I like walls. Not the border kind and not the kind that prompted a government shutdown, but walls that define rooms and hold up roofs. I like them because they offer privacy and quiet, because they provide space to hang fancy artwork and family pictures.
Walls, I dare say, give a house purpose and shape. They structure our habits, or at least the inevitable messiness that we create in the business of living. Walls keep me sane.
But favoring partitions that separate kitchen from living room from eating area makes me a throwback to a long-lost era. In today’s housing market, walls are too ordinary, too traditional. Open floor plans, on the other hand, are all the rage. Look at the real estate ads if you don’t believe me.
One blurb for a downtown Miami condo gushes “high ceiling, great open kitchen.” Another announcement touting an Atlanta home boasts “generously-sized living area graced by a sleek fireplace.” And a farmhouse-style pre-fab homepage describes “a white and bright open concept living area, open shelving in the kitchen and distressed hardwood floors throughout.”
Open shelving in the kitchen? Yikes! It’s hard enough keeping drawers organized, but to expect cupboard shelves tidied for public viewing? Come on. Isn’t that asking a bit much?
But I digress. Open floor plans, yes.
In the past few years, everyone I know who has embarked on a house remodeling project has knocked down at least one wall. Sometimes two and three. Gone are the partitions separating the dining area from the kitchen. Gone, too, are all other divisions except for bedroom and bathroom walls. Those are the last rooms left standing in our drive for exposure.
The first friends to choose what was then a newish concept changed their home so completely — knocking down walls, moving kitchen cabinets, creating windows — that I’m hard-pressed to remember what their old layout looked like. Though they didn’t add square footage, once finished their house looked more spacious. And it wasn’t just about appearances either. The new floor plan, they said, improved the traffic flow from one end of the house to the other.
Soon after, a neighbor began a similar months-long remodeling project that created one “great room” out of the kitchen and living and dining rooms. The result there was also stunning, but I’ll admit to some misgivings. Everything was visible as soon as you stepped in through the front door, including, from a certain angle, the dirty dishes in the sink.
So when one of my sons and his wife told me they were planning a similar transformation, I gave them my 2 cents’ worth of advice. They didn’t take it. Just as well: They sold the house two years later at a profit, which goes to show how little I know about architecture trends and decorating fashions.

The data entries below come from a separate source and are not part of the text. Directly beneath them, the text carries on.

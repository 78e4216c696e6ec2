// Copyright (c) 2025 Soumyadip Sarkar.
// All rights reserved.
//
// This source code is licensed under the license found in the
// LICENSE file in the root directory of this source tree.

use crate::models::{EmployeeStatus, PeriodStatus};
use crate::store;
use crate::utils::pretty_table;
use anyhow::Result;
use rusqlite::Connection;
use rust_decimal::Decimal;

pub fn check(conn: &Connection) -> Result<Vec<Vec<String>>> {
    let mut rows = Vec::new();

    // 1) Active employees that would abort a run
    for e in store::list_employees(conn)? {
        if e.status != EmployeeStatus::Active {
            continue;
        }
        match e.basic_salary {
            None => rows.push(vec![
                "missing_salary".into(),
                format!("{} {}", e.employee_number, e.name),
            ]),
            Some(s) if s < Decimal::ZERO => rows.push(vec![
                "negative_salary".into(),
                format!("{} {}", e.employee_number, s),
            ]),
            _ => {}
        }
    }

    // 2) Completed periods whose stored totals drifted from their records
    for p in store::list_periods(conn)? {
        let records = store::records_for_period(conn, p.id)?;
        if p.status == PeriodStatus::Completed {
            if let Err(e) = p.totals.verify_against(&records) {
                rows.push(vec!["totals_mismatch".into(), format!("period {}: {}", p.id, e)]);
            }
            if let Some(bad) = records.iter().find_map(|r| r.verify().err()) {
                rows.push(vec!["record_identity".into(), format!("period {}: {}", p.id, bad)]);
            }
        } else if !records.is_empty() {
            rows.push(vec![
                "records_without_run".into(),
                format!("period {} is {} but has {} records", p.id, p.status, records.len()),
            ]);
        }
    }
    Ok(rows)
}

pub fn handle(conn: &Connection) -> Result<()> {
    let rows = check(conn)?;
    if rows.is_empty() {
        println!("doctor: no issues found");
    } else {
        println!("{}", pretty_table(&["Issue", "Detail"], rows));
    }
    Ok(())
}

Open floor plans, a knowledgeable person recently informed me, are popular for a reason. They reflect how family life has changed over the decades. We’re into casual entertaining now and have no need for formal rooms. When not on the run, we sit on bar stools and dine at granite-topped islands or peninsulas, ignoring the dignified six-chairs-and-table set we inherited from our parents. And when we throw a party, everybody congregates in the kitchen — the one place that used to be off-limits to guests.
I get it. Communal living spaces can be attractive at a time when we’re pulled a dozen different ways. I, however, think the walled-off spaces are a great idea that should transcend fads. They’re easier to keep up. You can separate messes, hide clutter and create the illusion that you have it together. When guests enter, they will see a well-ordered living area; not the shambles that typifies your kitchen. Enclosed rooms protect our authenticity.
So, for now, I’ll stick to my outdated preferences. Sometimes a good impression requires archaic practices.